Table 1 is an estimate of the extinction law for the observable range of wavelengths, normalized to J (approx 1.25 µm) because the extinction law is assumed to be independent of environment for lambda > 0.9 µm. The reader can convert to A(lambda) / A(V) by means of the tabulated A(V) / A(J). There are two columns for lambda < 0.9 µm, representing the mean for diffuse dust (RV = 3.1) and outer-cloud dust (RV = 5), both calculated from CCM89. The difference between the two laws is striking. The 9.7- and 18-µm feature profiles, as given by ``astronomical silicate'' (DL84), have been added to a power-law interpolation of an underlying continuum fitted between 250 and 7 µm. The profile of the silicate band was truncated at 25 µm, as is appropriate for circumstellar dust (128), but perhaps not for interstellar dust. The FIR opacity should be extrapolated to longer wavelengths with a lambda-2 dependence (see Section 3.2.3); the value in the table is determined by the estimate of Hildebrand (70). The ionizing-UV cross sections are from Martin and Rouleau (107), adjusted by a factor of 1.15 to make them continuous with the extinction value of CCM89 at 0.12 µm. Both the ``astronomical silicate'' and ionizing-UV opacities are based upon the bare-silicate/graphite grain model (see Section 8) and depend (through the Kramers-Krönig relations) upon the assumption that interstellar grains have densities of ~ 3 gm cm-3.
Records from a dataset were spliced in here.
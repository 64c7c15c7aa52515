//! Graph isomorphism decision procedure.
//!
//! Given two undirected, loop-free simple graphs of equal order, decide
//! whether an adjacency-preserving bijection between their vertex sets exists
//! and produce one witness mapping when it does. The pipeline:
//!
//! 1. [`Graph`] — immutable adjacency structure built from an edge list.
//! 2. [`quickly_distinguishable`] — cheap necessary-condition screening
//!    (order, edge count, degree sequence, neighbor-degree signatures).
//! 3. [`IsoMatcher::compare`] — backtracking search over partial vertex
//!    assignments with degree/signature candidate pruning and incremental
//!    consistency checks, under an optional [`MatchConfig`] budget.
//! 4. [`IsoReport`] — the verdict plus the witness pairs.
//!
//! Comparison calls are pure and self-contained; graphs are immutable after
//! construction, so concurrent calls on different pairs need no coordination.
//!
//! # Example
//!
//! ```
//! use isomatch::{Graph, IsoMatcher, MatchConfig};
//!
//! let square = Graph::build(4, &[(0, 1), (1, 2), (2, 3), (3, 0)]).unwrap();
//! let relabeled = Graph::build(4, &[(0, 2), (2, 1), (1, 3), (3, 0)]).unwrap();
//!
//! let report = IsoMatcher::compare(&square, &relabeled, &MatchConfig::unbounded()).unwrap();
//! assert!(report.is_isomorphic);
//! assert!(report.validates(&square, &relabeled));
//! ```

mod config;
mod engine;
mod generate;
mod graph;
mod invariants;
mod parse;
mod report;

pub use config::{MatchConfig, MatchConfigBuilder};
pub use engine::{IsoMatcher, MatchError};
pub use generate::{EdgeBudget, random_graph};
pub use graph::{Graph, GraphError, VertexId};
pub use invariants::quickly_distinguishable;
pub use parse::{ParseError, parse_graph, write_graph};
pub use report::IsoReport;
Table 1. Interstellar extinction and A(lambda) / A(J), where J approx 1.25 µm a
Table 1
a A(lambda) / A(J) is the same for lambda > 0.9 µm for all lines of sight, to within present errors. To estimate A(lambda) / N(H), multiply tabulated entry for RV = 3.1 by 1.51 x 10-22 cm2 (H atom)-1. Except as noted below, entries are calculated from CCM89. Other values of RV can be determined from that paper.
b For lambda > 250 µm, multiply entry for 250 µm by (250 µm / lambda)2.
c For lambda < 0.1 µm, entries are from (107), increased by 1.15 for continuity with the CCM89 extinction value at 0.12 µm.

The entries in the table for lambda > 15 µm are uncertain by at least a factor of two. There are as yet very few observational constraints upon the extinction law between the longer wavelengths of the silicate feature (which probably varies from one line of sight to another) and wavelengths lambda > 100 µm, for which the energy is produced by steady-state emission from large grains. The opacity at lambda > 100 µm is somewhat constrained by the emission from isolated clouds warmed by the interstellar radiation field, which can be estimated.